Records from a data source

- Opening Delimiter -

//! Axum route handlers for post persistence and the public blog surface.
//!
//! Generic CRUD plumbing, kept deliberately thin: the interesting rules
//! (slug uniqueness, publish timestamps) live in `slug` and `lifecycle`.

use axum::{
    extract::{Path, State},
    http::header,
    response::IntoResponse,
    Json,
};
use chrono::{DateTime, Utc};
use serde::{Deserialize, Serialize};
use tracing::info;
use uuid::Uuid;

use crate::errors::AppError;
use crate::models::post::{PostRow, PostSummary};
use crate::posts::lifecycle::{publication_timestamp, PostStatus};
use crate::posts::slug::{derive_slug, resolve_unique_slug};
use crate::seo::analysis::word_count;
use crate::state::AppState;

/// Words-per-minute assumed when estimating reading time.
const READING_WPM: usize = 200;

// ────────────────────────────────────────────────────────────────────────────
// Request / Response types
// ────────────────────────────────────────────────────────────────────────────

/// Body for both create and update. The editor always sends the full post.
#[derive(Debug, Clone, Deserialize)]
pub struct SavePostRequest {
    pub title: String,
    pub content: String,
    #[serde(default)]
    pub excerpt: Option<String>,
    /// Caller-supplied slug; derived from the title when absent.
    #[serde(default)]
    pub slug: Option<String>,
    #[serde(default)]
    pub featured_image: Option<String>,
    #[serde(default)]
    pub meta_title: Option<String>,
    #[serde(default)]
    pub meta_description: Option<String>,
    #[serde(default)]
    pub meta_keywords: Option<Vec<String>>,
    #[serde(default)]
    pub scheduled_for: Option<DateTime<Utc>>,
    #[serde(default)]
    pub status: PostStatus,
    #[serde(default)]
    pub category_id: Option<Uuid>,
    #[serde(default)]
    pub author_id: Option<Uuid>,
}

#[derive(Debug, Serialize)]
pub struct PostDetailResponse {
    pub post: PostRow,
    pub related: Vec<PostSummary>,
}

// ────────────────────────────────────────────────────────────────────────────
// Handlers
// ────────────────────────────────────────────────────────────────────────────

/// POST /api/v1/posts
///
/// Creates a post. The slug is resolved for uniqueness and `published_at`
/// is set when the post is born published.
pub async fn handle_create_post(
    State(state): State<AppState>,
    Json(request): Json<SavePostRequest>,
) -> Result<Json<PostRow>, AppError> {
    let candidate = slug_candidate(&request)?;
    let slug = resolve_unique_slug(&state.db, &candidate, None).await?;

    let now = Utc::now();
    let published_at = publication_timestamp(request.status, None, now);
    let reading_time = reading_time_minutes(&request.content);

    let post = sqlx::query_as::<_, PostRow>(
        r#"
        INSERT INTO posts
            (id, slug, title, content, excerpt, featured_image,
             meta_title, meta_description, meta_keywords, reading_time,
             status, scheduled_for, published_at, category_id, author_id)
        VALUES ($1, $2, $3, $4, $5, $6, $7, $8, $9, $10, $11, $12, $13, $14, $15)
        RETURNING *
        "#,
    )
    .bind(Uuid::new_v4())
    .bind(&slug)
    .bind(request.title.trim())
    .bind(&request.content)
    .bind(&request.excerpt)
    .bind(&request.featured_image)
    .bind(&request.meta_title)
    .bind(&request.meta_description)
    .bind(&request.meta_keywords)
    .bind(reading_time)
    .bind(request.status.as_str())
    .bind(request.scheduled_for)
    .bind(published_at)
    .bind(request.category_id)
    .bind(request.author_id)
    .fetch_one(&state.db)
    .await?;

    info!("Created post {} (slug: {})", post.id, post.slug);
    Ok(Json(post))
}

/// PUT /api/v1/posts/:id
///
/// Full-replace update. The slug is re-resolved excluding this post, and
/// the first-publish timestamp survives every subsequent save.
pub async fn handle_update_post(
    State(state): State<AppState>,
    Path(post_id): Path<Uuid>,
    Json(request): Json<SavePostRequest>,
) -> Result<Json<PostRow>, AppError> {
    let existing = sqlx::query_as::<_, PostRow>("SELECT * FROM posts WHERE id = $1")
        .bind(post_id)
        .fetch_optional(&state.db)
        .await?
        .ok_or_else(|| AppError::NotFound(format!("Post {post_id} not found")))?;

    let candidate = slug_candidate(&request)?;
    let slug = resolve_unique_slug(&state.db, &candidate, Some(post_id)).await?;

    let now = Utc::now();
    let published_at = publication_timestamp(request.status, existing.published_at, now);
    let reading_time = reading_time_minutes(&request.content);

    let post = sqlx::query_as::<_, PostRow>(
        r#"
        UPDATE posts SET
            slug = $2, title = $3, content = $4, excerpt = $5,
            featured_image = $6, meta_title = $7, meta_description = $8,
            meta_keywords = $9, reading_time = $10, status = $11,
            scheduled_for = $12, published_at = $13, category_id = $14,
            updated_at = $15
        WHERE id = $1
        RETURNING *
        "#,
    )
    .bind(post_id)
    .bind(&slug)
    .bind(request.title.trim())
    .bind(&request.content)
    .bind(&request.excerpt)
    .bind(&request.featured_image)
    .bind(&request.meta_title)
    .bind(&request.meta_description)
    .bind(&request.meta_keywords)
    .bind(reading_time)
    .bind(request.status.as_str())
    .bind(request.scheduled_for)
    .bind(published_at)
    .bind(request.category_id)
    .bind(now)
    .fetch_one(&state.db)
    .await?;

    info!("Updated post {} (slug: {})", post.id, post.slug);
    Ok(Json(post))
}

/// GET /api/v1/posts
///
/// Admin listing: every post, newest first.
pub async fn handle_list_posts(
    State(state): State<AppState>,
) -> Result<Json<Vec<PostRow>>, AppError> {
    let posts = sqlx::query_as::<_, PostRow>("SELECT * FROM posts ORDER BY created_at DESC")
        .fetch_all(&state.db)
        .await?;

    Ok(Json(posts))
}

/// GET /api/v1/blog/:slug
///
/// Public point lookup by slug, with up to three related published posts
/// from the same category, newest published first.
pub async fn handle_get_post_by_slug(
    State(state): State<AppState>,
    Path(slug): Path<String>,
) -> Result<Json<PostDetailResponse>, AppError> {
    let post = sqlx::query_as::<_, PostRow>("SELECT * FROM posts WHERE slug = $1")
        .bind(&slug)
        .fetch_optional(&state.db)
        .await?
        .ok_or_else(|| AppError::NotFound(format!("No post with slug '{slug}'")))?;

    let related = match post.category_id {
        Some(category_id) => {
            sqlx::query_as::<_, PostSummary>(
                r#"
                SELECT id, slug, title, excerpt, featured_image, published_at
                FROM posts
                WHERE category_id = $1 AND status = 'published' AND slug <> $2
                ORDER BY published_at DESC
                LIMIT 3
                "#,
            )
            .bind(category_id)
            .bind(&slug)
            .fetch_all(&state.db)
            .await?
        }
        None => Vec::new(),
    };

    Ok(Json(PostDetailResponse { post, related }))
}

/// GET /sitemap.xml
///
/// Renders a sitemap of all published posts under the configured base URL.
pub async fn handle_sitemap(State(state): State<AppState>) -> Result<impl IntoResponse, AppError> {
    let slugs: Vec<(String,)> =
        sqlx::query_as("SELECT slug FROM posts WHERE status = 'published'")
            .fetch_all(&state.db)
            .await?;

    let xml = render_sitemap(
        &state.config.site_base_url,
        slugs.iter().map(|(s,)| s.as_str()),
    );

    Ok(([(header::CONTENT_TYPE, "application/xml")], xml))
}

// ────────────────────────────────────────────────────────────────────────────
// Helpers
// ────────────────────────────────────────────────────────────────────────────

/// Picks the slug candidate: the caller's slug when present, otherwise
/// derived from the title. Either way the result must be non-empty.
fn slug_candidate(request: &SavePostRequest) -> Result<String, AppError> {
    if request.title.trim().is_empty() {
        return Err(AppError::Validation("title is required".to_string()));
    }
    if request.content.trim().is_empty() {
        return Err(AppError::Validation("content is required".to_string()));
    }

    let candidate = match request.slug.as_deref().map(str::trim) {
        Some(slug) if !slug.is_empty() => derive_slug(slug),
        _ => derive_slug(&request.title),
    };

    if candidate.is_empty() {
        return Err(AppError::Validation(
            "title must contain at least one alphanumeric character".to_string(),
        ));
    }

    Ok(candidate)
}

/// Estimated reading time in minutes at 200 wpm, rounded up.
fn reading_time_minutes(content: &str) -> i32 {
    word_count(content).div_ceil(READING_WPM) as i32
}

fn render_sitemap<'a>(base_url: &str, slugs: impl Iterator<Item = &'a str>) -> String {
    let base_url = base_url.trim_end_matches('/');
    let mut xml = String::from(
        "<?xml version=\"1.0\" encoding=\"UTF-8\"?>\n\
         <urlset xmlns=\"http://www.sitemaps.org/schemas/sitemap/0.9\">\n",
    );
    xml.push_str(&format!(
        "  <url>\n    <loc>{base_url}</loc>\n    <changefreq>daily</changefreq>\n    <priority>1.0</priority>\n  </url>\n"
    ));
    xml.push_str(&format!(
        "  <url>\n    <loc>{base_url}/blog</loc>\n    <changefreq>daily</changefreq>\n    <priority>0.8</priority>\n  </url>\n"
    ));
    for slug in slugs {
        xml.push_str(&format!(
            "  <url>\n    <loc>{base_url}/blog/{slug}</loc>\n    <changefreq>weekly</changefreq>\n    <priority>0.7</priority>\n  </url>\n"
        ));
    }
    xml.push_str("</urlset>\n");
    xml
}

#[cfg(test)]
mod tests {
    use super::*;

    fn save_request(title: &str, content: &str, slug: Option<&str>) -> SavePostRequest {
        SavePostRequest {
            title: title.to_string(),
            content: content.to_string(),
            excerpt: None,
            slug: slug.map(String::from),
            featured_image: None,
            meta_title: None,
            meta_description: None,
            meta_keywords: None,
            scheduled_for: None,
            status: PostStatus::Draft,
            category_id: None,
            author_id: None,
        }
    }

    #[test]
    fn test_slug_candidate_prefers_caller_slug() {
        let request = save_request("A Title", "body", Some("Custom Slug"));
        assert_eq!(slug_candidate(&request).unwrap(), "custom-slug");
    }

    #[test]
    fn test_slug_candidate_derives_from_title() {
        let request = save_request("English Idioms, Explained!", "body", None);
        assert_eq!(slug_candidate(&request).unwrap(), "english-idioms-explained");
    }

    #[test]
    fn test_slug_candidate_ignores_blank_caller_slug() {
        let request = save_request("A Title", "body", Some("   "));
        assert_eq!(slug_candidate(&request).unwrap(), "a-title");
    }

    #[test]
    fn test_slug_candidate_rejects_empty_title() {
        let request = save_request("  ", "body", None);
        assert!(matches!(
            slug_candidate(&request),
            Err(AppError::Validation(_))
        ));
    }

    #[test]
    fn test_slug_candidate_rejects_empty_content() {
        let request = save_request("A Title", "", None);
        assert!(matches!(
            slug_candidate(&request),
            Err(AppError::Validation(_))
        ));
    }

    #[test]
    fn test_slug_candidate_rejects_symbol_only_title() {
        let request = save_request("!!!", "body", None);
        assert!(matches!(
            slug_candidate(&request),
            Err(AppError::Validation(_))
        ));
    }

    #[test]
    fn test_reading_time_rounds_up() {
        let content = vec!["word"; 201].join(" ");
        assert_eq!(reading_time_minutes(&content), 2);
    }

    #[test]
    fn test_reading_time_exact_page() {
        let content = vec!["word"; 400].join(" ");
        assert_eq!(reading_time_minutes(&content), 2);
    }

    #[test]
    fn test_reading_time_empty_content_is_zero() {
        assert_eq!(reading_time_minutes(""), 0);
    }

    #[test]
    fn test_sitemap_lists_root_blog_and_posts() {
        let xml = render_sitemap(
            "https://example.com/",
            ["first-post", "second-post"].into_iter(),
        );
        assert!(xml.starts_with("<?xml version=\"1.0\""));
        assert!(xml.contains("<loc>https://example.com</loc>"));
        assert!(xml.contains("<loc>https://example.com/blog</loc>"));
        assert!(xml.contains("<loc>https://example.com/blog/first-post</loc>"));
        assert!(xml.contains("<loc>https://example.com/blog/second-post</loc>"));
        assert!(xml.trim_end().ends_with("</urlset>"));
    }

    #[test]
    fn test_sitemap_without_posts_still_lists_static_urls() {
        let xml = render_sitemap("https://example.com", std::iter::empty::<&str>());
        assert_eq!(xml.matches("<url>").count(), 2);
    }
}
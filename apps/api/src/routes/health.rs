use axum::Json;
use serde_json::{json, Value};

/// GET /health
/// Returns a simple status object with service version.
pub async fn health_handler() -> Json<Value> {
    Json(json!({
        "status": "ok",
        "version": env!("CARGO_PKG_VERSION"),
        "service": "fluently-cms-api"
    }))
}
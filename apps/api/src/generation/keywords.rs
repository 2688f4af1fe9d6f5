//! Keyword extraction fallback — used when the model response carries no
//! KEYWORDS section.

use std::collections::HashMap;

/// Common words that never make useful keywords.
const STOP_WORDS: [&str; 11] = [
    "the", "and", "or", "but", "in", "on", "at", "to", "for", "a", "an",
];

/// Number of keywords suggested for a generated draft.
const KEYWORD_LIMIT: usize = 10;

/// Extracts the top keywords from article content by frequency.
///
/// Tokenizes on non-word-character boundaries, lowercases, drops tokens of
/// length <= 3 and stop words, then ranks by descending frequency. Ties keep
/// first-encountered order (stable sort), so the result is deterministic for
/// a given input.
pub fn extract_keywords(content: &str) -> Vec<String> {
    let lowered = content.to_lowercase();

    let mut counts: HashMap<&str, usize> = HashMap::new();
    let mut order: Vec<&str> = Vec::new();

    for token in lowered.split(|c: char| !(c.is_alphanumeric() || c == '_')) {
        if token.len() <= 3 || STOP_WORDS.contains(&token) {
            continue;
        }
        let count = counts.entry(token).or_insert(0);
        if *count == 0 {
            order.push(token);
        }
        *count += 1;
    }

    order.sort_by(|a, b| counts[b].cmp(&counts[a]));

    order
        .into_iter()
        .take(KEYWORD_LIMIT)
        .map(String::from)
        .collect()
}
// AI draft generation pipeline.
// Implements: prompt assembly, section parsing, keyword extraction, orchestration.
// All provider calls go through the capability traits in `providers` — no
// direct vendor calls here.

pub mod generator;
pub mod handlers;
pub mod keywords;
pub mod prompts;
pub mod sections;
pub mod tone;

- Closing Delimiter -

Only the number is wanted here. How many lines in the entries contain "Path"?

▶ **Your solution**: 3